UC Irvine

Diabetic cardiomyopathy, the changes to myocardial structure and function directly attributed to diabetes, is increasing in prevalence, correlating with this rise of the diabetes and obesity epidemics. Despite this, the exact mechanisms are unclear and no specific treatments for diabetic cardiomyopathy (DCM) yet exists, thus the need for further research. Mitochondrial dysfunction is characteristic of DCM and we have demonstrated that impaired translocation of AKT1 to mitochondria due to insulin resistance in animal models of diet-induced diabetes, accompanied by changes of mitochondrial structure and function. Here we showed that maintaining mito-Akt1 signaling in the context of diet-induced diabetes protected against the development of DCM. I investigated the underlying mechanisms, using a novel cardiomyocyte-specific transgenic mice harboring an inducible mitochondria-targeting constitutively active AKT (CAMCAKT) with a Cre-lox strategy. Under a high fat, high fructose diet, diabetic CAMCAKT mice exhibited improved heart function, whereby ejection fraction was 17 % higher than in diabetic controls (p < 0.05) and fractional shortening was 22% greater (p < 0.05). Left ventricular hypertrophy and perivascular fibrosis was also significantly reduced (p < 0.05). Gene expression analysis suggested that fatty acid. metabolism was upregulated by mito-Akt1 while simultaneously, extracellular flux assays measured improved respiratory efficiency coupled with increased myocardial ATP concentration (p < 0.05).
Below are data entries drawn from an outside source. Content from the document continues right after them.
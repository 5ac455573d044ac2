//! Execution engine for the regression pipeline.
//!
//! ## Purpose
//!
//! This module runs the pipeline stages in their data-dependency order:
//! summary statistics, coefficient estimation, prediction on the training
//! rows, and the RMSE of those predictions.
//!
//! ## Design notes
//!
//! * Coefficients are estimated exactly once per run.
//! * Optional outputs are only materialised when the configuration asks for them.
//! * Generic over `Float` types to support f32 and f64.
//!
//! ## Invariants
//!
//! * `fitted` has the same length and order as the input.
//! * Running twice on the same input produces identical output.
//!
//! ## Non-goals
//!
//! * This module does not validate input data (handled by `validator`).
//! * This module does not format results (handled by `output`).

// Feature-gated imports
#[cfg(not(feature = "std"))]
use alloc::vec::Vec;
#[cfg(feature = "std")]
use std::vec::Vec;

// External dependencies
use num_traits::Float;

// Internal dependencies
use crate::algorithms::coefficients::{estimate_coefficients, Coefficients};
use crate::algorithms::prediction::predict_values;
use crate::evaluation::diagnostics::Diagnostics;
use crate::evaluation::metrics::rmse_metric;
use crate::math::stats::SummaryStats;
use crate::primitives::errors::RegressionError;

// ============================================================================
// Configuration
// ============================================================================

/// Which optional outputs a run should produce.
#[derive(Debug, Clone, Copy, PartialEq, Eq, Default)]
pub struct RegressionConfig {
    /// Keep the fitted values in the output.
    pub return_fitted: bool,

    /// Compute residuals `y_i - ŷ_i`.
    pub return_residuals: bool,

    /// Compute the diagnostics bundle.
    pub return_diagnostics: bool,
}

/// Output from a pipeline run.
#[derive(Debug, Clone)]
pub struct ExecutorOutput<T> {
    /// Summary of the predictor column.
    pub x_stats: SummaryStats<T>,

    /// Summary of the target column.
    pub y_stats: SummaryStats<T>,

    /// Fitted coefficients.
    pub coefficients: Coefficients<T>,

    /// RMSE of the predictions on the training rows.
    pub rmse: T,

    /// Predictions on the training rows.
    pub fitted: Option<Vec<T>>,

    /// Residuals `y_i - ŷ_i`.
    pub residuals: Option<Vec<T>>,

    /// Diagnostic metrics.
    pub diagnostics: Option<Diagnostics<T>>,
}

// ============================================================================
// Executor
// ============================================================================

/// Runs the regression pipeline over validated columns.
pub struct RegressionExecutor;

impl RegressionExecutor {
    /// Run every stage of the pipeline on `x` and `y`.
    pub fn run_with_config<T: Float>(
        x: &[T],
        y: &[T],
        config: RegressionConfig,
    ) -> Result<ExecutorOutput<T>, RegressionError> {
        let x_stats = SummaryStats::of(x)?;
        let y_stats = SummaryStats::of(y)?;
        log::trace!(
            "summary: mean_x={:?} var_x={:?} mean_y={:?} var_y={:?}",
            x_stats.mean.to_f64(),
            x_stats.variance.to_f64(),
            y_stats.mean.to_f64(),
            y_stats.variance.to_f64()
        );

        let coefficients = estimate_coefficients(x, y)?;
        log::debug!(
            "estimated coefficients from {} points: b0={:?} b1={:?}",
            x.len(),
            coefficients.intercept.to_f64(),
            coefficients.slope.to_f64()
        );

        let fitted = predict_values(&coefficients, x);
        let rmse = rmse_metric(y, &fitted)?;
        log::debug!("training rmse={:?}", rmse.to_f64());

        let residuals = if config.return_residuals {
            Some(
                y.iter()
                    .zip(fitted.iter())
                    .map(|(&yi, &fi)| yi - fi)
                    .collect(),
            )
        } else {
            None
        };

        let diagnostics = if config.return_diagnostics {
            Some(Diagnostics::compute(y, &fitted)?)
        } else {
            None
        };

        Ok(ExecutorOutput {
            x_stats,
            y_stats,
            coefficients,
            rmse,
            fitted: config.return_fitted.then_some(fitted),
            residuals,
            diagnostics,
        })
    }
}
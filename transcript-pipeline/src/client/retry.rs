use std::time::Duration;

use async_trait::async_trait;
use serde::{Deserialize, Serialize};

use super::{ModelClient, ModelRequest};
use crate::error::{PipelineError, Result};

/// Bounded exponential backoff for transient model failures
///
/// The default makes a single attempt, so failures propagate unchanged.
#[derive(Debug, Clone, PartialEq, Serialize, Deserialize)]
#[serde(default)]
pub struct RetryPolicy {
    pub max_attempts: u32,
    pub initial_backoff_ms: u64,
    pub backoff_multiplier: f64,
}

impl Default for RetryPolicy {
    fn default() -> Self {
        Self {
            max_attempts: 1,
            initial_backoff_ms: 1_000,
            backoff_multiplier: 2.0,
        }
    }
}

impl RetryPolicy {
    /// Delay before attempt `attempt + 1`, where `attempt` is 1-based
    pub fn backoff(&self, attempt: u32) -> Duration {
        let factor = self.backoff_multiplier.max(1.0).powi(attempt.saturating_sub(1) as i32);
        Duration::from_millis((self.initial_backoff_ms as f64 * factor) as u64)
    }
}

/// Re-issues calls that fail with a transient [`PipelineError::ModelCall`]
pub struct RetryingClient<C> {
    inner: C,
    policy: RetryPolicy,
}

impl<C: ModelClient> RetryingClient<C> {
    pub fn new(inner: C, policy: RetryPolicy) -> Self {
        Self { inner, policy }
    }
}

#[async_trait]
impl<C: ModelClient> ModelClient for RetryingClient<C> {
    async fn complete(&self, request: &ModelRequest) -> Result<String> {
        let max_attempts = self.policy.max_attempts.max(1);
        let mut attempt = 1;

        loop {
            match self.inner.complete(request).await {
                Ok(text) => return Ok(text),
                Err(e) if e.is_transient() && attempt < max_attempts => {
                    let delay = self.policy.backoff(attempt);
                    tracing::warn!(
                        attempt,
                        max_attempts,
                        delay_ms = delay.as_millis() as u64,
                        error = %e,
                        "model call failed, retrying"
                    );
                    tokio::time::sleep(delay).await;
                    attempt += 1;
                }
                Err(PipelineError::ModelCall(msg)) if attempt > 1 => {
                    return Err(PipelineError::ModelCall(format!(
                        "{} (after {} attempts)",
                        msg, attempt
                    )))
                }
                Err(e) => return Err(e),
            }
        }
    }
}
//! Reporting on files that already reached their terminal artifact

use std::path::Path;

use serde::Serialize;

use crate::cache::ResumabilityCache;
use crate::error::Result;
use crate::pipeline::Mode;
use crate::schema::{Analysis, ValidationReport};
use crate::source::StageResult;

/// One processed file as seen from its terminal artifact
#[derive(Debug, Clone, PartialEq, Serialize)]
pub struct StatusEntry {
    pub artifact: String,
    pub id: String,
    pub source: String,
    pub url: String,
    /// Short description of what the artifact holds
    pub detail: String,
}

/// List terminal artifacts under `output_dir`, optionally for one source only
pub async fn collect_status(
    output_dir: &Path,
    mode: Mode,
    source: Option<&str>,
) -> Result<Vec<StatusEntry>> {
    let cache = ResumabilityCache::open(output_dir, mode.terminal_stage()).await?;

    let entries: Vec<StatusEntry> = match mode {
        Mode::FiveStage => cache
            .scan::<StageResult<ValidationReport>>(mode.terminal_stage())
            .await?
            .into_iter()
            .map(|(artifact, result)| {
                let refinements = result.data.refinements.as_ref().map_or(0, Vec::len);
                StatusEntry {
                    artifact,
                    id: result.identity.id,
                    source: result.identity.source,
                    url: result.identity.url,
                    detail: format!("{} refinements", refinements),
                }
            })
            .collect(),
        Mode::Simplified => cache
            .scan::<StageResult<Analysis>>(mode.terminal_stage())
            .await?
            .into_iter()
            .map(|(artifact, result)| StatusEntry {
                artifact,
                detail: format!(
                    "{} codes, {} keywords, {} quotes",
                    result.data.codes.len(),
                    result.data.keywords.len(),
                    result.data.quotes.len()
                ),
                id: result.identity.id,
                source: result.identity.source,
                url: result.identity.url,
            })
            .collect(),
    };

    Ok(entries
        .into_iter()
        .filter(|entry| source.map_or(true, |name| entry.source == name))
        .collect())
}
use std::time::Duration;

use async_trait::async_trait;
use reqwest::header::{HeaderMap, HeaderValue, CONTENT_TYPE};
use reqwest::Client;
use serde::{Deserialize, Serialize};

use super::{model_error, ModelClient, ModelRequest, Role};
use crate::config::ModelConfig;
use crate::error::{PipelineError, Result};

const DEFAULT_BASE_URL: &str = "https://api.anthropic.com/v1";

pub struct AnthropicClient {
    api_key: String,
    model: String,
    base_url: String,
    client: Client,
}

impl AnthropicClient {
    pub fn new(api_key: String, config: &ModelConfig) -> Result<Self> {
        let mut builder = Client::builder();
        if let Some(secs) = config.timeout_secs {
            builder = builder.timeout(Duration::from_secs(secs));
        }
        let client = builder.build().map_err(|e| {
            PipelineError::Config(format!("failed to build Anthropic HTTP client: {}", e))
        })?;

        Ok(Self {
            api_key,
            model: config.name.clone(),
            base_url: config
                .base_url
                .clone()
                .unwrap_or_else(|| DEFAULT_BASE_URL.to_string()),
            client,
        })
    }
}

/// Split system messages out of the conversation and fold the response format into them
fn build_body<'a>(model: &'a str, request: &'a ModelRequest) -> AnthropicRequest<'a> {
    let mut system: Vec<String> = request
        .messages
        .iter()
        .filter(|m| m.role == Role::System)
        .map(|m| m.content.clone())
        .collect();

    system.push(format!(
        "Respond with a single JSON object that matches this JSON Schema, and nothing else:\n{}",
        request.response_format.schema
    ));

    let messages = request
        .messages
        .iter()
        .filter(|m| m.role != Role::System)
        .map(|m| AnthropicMessage {
            role: "user",
            content: &m.content,
        })
        .collect();

    AnthropicRequest {
        model,
        max_tokens: request.max_output_tokens,
        temperature: request.temperature,
        system: system.join("\n\n"),
        messages,
    }
}

#[async_trait]
impl ModelClient for AnthropicClient {
    async fn complete(&self, request: &ModelRequest) -> Result<String> {
        let mut headers = HeaderMap::new();
        headers.insert(
            "x-api-key",
            HeaderValue::from_str(self.api_key.trim())
                .map_err(|_| PipelineError::Config("invalid Anthropic API key".to_string()))?,
        );
        headers.insert("anthropic-version", HeaderValue::from_static("2023-06-01"));
        headers.insert(CONTENT_TYPE, HeaderValue::from_static("application/json"));

        let body = build_body(&self.model, request);
        let resp = self
            .client
            .post(format!("{}/messages", self.base_url.trim_end_matches('/')))
            .headers(headers)
            .json(&body)
            .send()
            .await
            .map_err(|e| model_error("failed to call Anthropic messages API", e))?;

        if !resp.status().is_success() {
            let status = resp.status();
            let text = resp
                .text()
                .await
                .unwrap_or_else(|_| "<body unavailable>".to_string());
            return Err(PipelineError::ModelCall(format!(
                "Anthropic returned {}: {}",
                status, text
            )));
        }

        let parsed: AnthropicResponse = resp
            .json()
            .await
            .map_err(|e| model_error("failed to parse Anthropic response", e))?;

        let answer = parsed
            .content
            .into_iter()
            .filter_map(|block| match block {
                AnthropicResponseBlock::Text { text } => Some(text),
                AnthropicResponseBlock::Other => None,
            })
            .collect::<Vec<_>>()
            .join("\n");
        if answer.is_empty() {
            return Err(PipelineError::ModelCall(
                "Anthropic response missing text content".to_string(),
            ));
        }
        Ok(answer)
    }
}

#[derive(Serialize)]
struct AnthropicRequest<'a> {
    model: &'a str,
    max_tokens: u32,
    temperature: f32,
    system: String,
    messages: Vec<AnthropicMessage<'a>>,
}

#[derive(Serialize)]
struct AnthropicMessage<'a> {
    role: &'a str,
    content: &'a str,
}

#[derive(Debug, Deserialize)]
struct AnthropicResponse {
    content: Vec<AnthropicResponseBlock>,
}

#[derive(Debug, Deserialize)]
#[serde(tag = "type", rename_all = "snake_case")]
enum AnthropicResponseBlock {
    Text {
        text: String,
    },
    #[serde(other)]
    Other,
}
Interestingly, improvements in heart function was associated with improvements in whole body metabolism, in vivo studies indicated increased energy expenditure (p < 0.05) and improved whole body leanness (p < 0.05). Liver steatosis was reduced (p < 0.05) in the CAMCAKT mice, furthermore, inter organ endocrine peptide analysis predicted remote modulation of liver metabolism by the heart. In summary, we showed a substantial role of cardiac mitochondrial AKT signaling during the development of DCM and demonstrated its metabolic and regulatory benefits in both the myocardium and also in whole body metabolism.